**WHAT THIS TASK INVOLVES**: All records should be written out again exactly.
━━━━━ DATA FOR REVIEW
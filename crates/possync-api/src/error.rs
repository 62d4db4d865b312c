use thiserror::Error;

/// Upper bound on how much of an upstream error body is kept for diagnostics.
pub const MAX_ERROR_BODY_BYTES: usize = 4096;

/// Top-level error type for the `possync-api` crate.
///
/// Covers every failure mode of a single StoreHub call: building the
/// authorization header, reaching the API, a non-success status, and
/// a payload that is not the expected JSON array. `possync-core` maps
/// these into `SyncFailure` values.
#[derive(Debug, Error)]
pub enum Error {
    // ── Authentication ──────────────────────────────────────────────
    /// The derived credentials could not be encoded as a header value.
    #[error("Invalid credentials: {message}")]
    InvalidCredentials { message: String },

    // ── Transport ───────────────────────────────────────────────────
    /// HTTP transport error (connection refused, DNS failure, timeout, etc.)
    #[error("HTTP transport error: {0}")]
    Transport(#[from] reqwest::Error),

    /// URL parsing error.
    #[error("Invalid URL: {0}")]
    InvalidUrl(#[from] url::ParseError),

    /// Failed to construct the underlying HTTP client.
    #[error("Failed to build HTTP client: {0}")]
    ClientBuild(String),

    // ── API ─────────────────────────────────────────────────────────
    /// StoreHub answered with a non-success status.
    #[error("StoreHub API error (HTTP {status})")]
    Http { status: u16, body: String },

    // ── Data ────────────────────────────────────────────────────────
    /// JSON deserialization failed, with the raw body for debugging.
    #[error("Deserialization error: {message}")]
    Deserialization { message: String, body: String },
}

impl Error {
    /// Returns `true` if the API was never reached or the call timed out.
    pub fn is_transport(&self) -> bool {
        matches!(self, Self::Transport(_))
    }

    /// Returns `true` if the request exceeded the configured timeout.
    pub fn is_timeout(&self) -> bool {
        match self {
            Self::Transport(e) => e.is_timeout(),
            _ => false,
        }
    }

    /// The upstream HTTP status, if StoreHub answered at all.
    pub fn status(&self) -> Option<u16> {
        match self {
            Self::Http { status, .. } => Some(*status),
            Self::Transport(e) => e.status().map(|s| s.as_u16()),
            _ => None,
        }
    }

    /// The (possibly truncated) upstream body attached to this error.
    pub fn body(&self) -> Option<&str> {
        match self {
            Self::Http { body, .. } | Self::Deserialization { body, .. } => Some(body),
            _ => None,
        }
    }
}

/// Cut `body` down to at most [`MAX_ERROR_BODY_BYTES`], respecting UTF-8
/// boundaries.
pub(crate) fn truncate_body(mut body: String) -> String {
    if body.len() <= MAX_ERROR_BODY_BYTES {
        return body;
    }
    let mut end = MAX_ERROR_BODY_BYTES;
    while !body.is_char_boundary(end) {
        end -= 1;
    }
    body.truncate(end);
    body
}

#[cfg(test)]
mod tests {
    use super::*;

    #[test]
    fn short_bodies_are_kept_verbatim() {
        assert_eq!(truncate_body("denied".into()), "denied");
    }

    #[test]
    fn long_bodies_are_cut_on_a_char_boundary() {
        // The leading ASCII byte shifts every two-byte 'é' onto an odd offset,
        // so the byte limit lands mid-character.
        let body = format!("a{}", "é".repeat(MAX_ERROR_BODY_BYTES));
        let cut = truncate_body(body);
        assert_eq!(cut.len(), MAX_ERROR_BODY_BYTES - 1);
        assert!(cut.starts_with('a'));
        assert!(cut.chars().skip(1).all(|c| c == 'é'));
    }
}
━━━━━━━━━━
**ANSWER TO THE EXERCISE**:
filename crates/possync-api/src/error.rs
repository 62d4db4d865b312c
use thiserror::Error;

/// Upper bound on how much of an upstream error body is kept for diagnostics.
pub const MAX_ERROR_BODY_BYTES: usize = 4096;

/// Top-level error type for the `possync-api` crate.
///
/// Covers every failure mode of a single StoreHub call: building the
/// authorization header, reaching the API, a non-success status, and
/// a payload that is not the expected JSON array. `possync-core` maps
/// these into `SyncFailure` values.
#[derive(Debug, Error)]
pub enum Error {
    // ── Authentication ──────────────────────────────────────────────
    /// The derived credentials could not be encoded as a header value.
    #[error("Invalid credentials: {message}")]
    InvalidCredentials { message: String },

    // ── Transport ───────────────────────────────────────────────────
    /// HTTP transport error (connection refused, DNS failure, timeout, etc.)
    #[error("HTTP transport error: {0}")]
    Transport(#[from] reqwest::Error),

    /// URL parsing error.
    #[error("Invalid URL: {0}")]
    InvalidUrl(#[from] url::ParseError),

    /// Failed to construct the underlying HTTP client.
    #[error("Failed to build HTTP client: {0}")]
    ClientBuild(String),

    // ── API ─────────────────────────────────────────────────────────
    /// StoreHub answered with a non-success status.
    #[error("StoreHub API error (HTTP {status})")]
    Http { status: u16, body: String },

    // ── Data ────────────────────────────────────────────────────────
    /// JSON deserialization failed, with the raw body for debugging.
    #[error("Deserialization error: {message}")]
    Deserialization { message: String, body: String },
}

impl Error {
    /// Returns `true` if the API was never reached or the call timed out.
    pub fn is_transport(&self) -> bool {
        matches!(self, Self::Transport(_))
    }

    /// Returns `true` if the request exceeded the configured timeout.
    pub fn is_timeout(&self) -> bool {
        match self {
            Self::Transport(e) => e.is_timeout(),
            _ => false,
        }
    }

    /// The upstream HTTP status, if StoreHub answered at all.
    pub fn status(&self) -> Option<u16> {
        match self {
            Self::Http { status, .. } => Some(*status),
            Self::Transport(e) => e.status().map(|s| s.as_u16()),
            _ => None,
        }
    }

    /// The (possibly truncated) upstream body attached to this error.
    pub fn body(&self) -> Option<&str> {
        match self {
            Self::Http { body, .. } | Self::Deserialization { body, .. } => Some(body),
            _ => None,
        }
    }
}

/// Cut `body` down to at most [`MAX_ERROR_BODY_BYTES`], respecting UTF-8
/// boundaries.
pub(crate) fn truncate_body(mut body: String) -> String {
    if body.len() <= MAX_ERROR_BODY_BYTES {
        return body;
    }
    let mut end = MAX_ERROR_BODY_BYTES;
    while !body.is_char_boundary(end) {
        end -= 1;
    }
    body.truncate(end);
    body
}

#[cfg(test)]
mod tests {
    use super::*;

    #[test]
    fn short_bodies_are_kept_verbatim() {
        assert_eq!(truncate_body("denied".into()), "denied");
    }

    #[test]
    fn long_bodies_are_cut_on_a_char_boundary() {
        // The leading ASCII byte shifts every two-byte 'é' onto an odd offset,
        // so the byte limit lands mid-character.
        let body = format!("a{}", "é".repeat(MAX_ERROR_BODY_BYTES));
        let cut = truncate_body(body);
        assert_eq!(cut.len(), MAX_ERROR_BODY_BYTES - 1);
        assert!(cut.starts_with('a'));
        assert!(cut.chars().skip(1).all(|c| c == 'é'));
    }
}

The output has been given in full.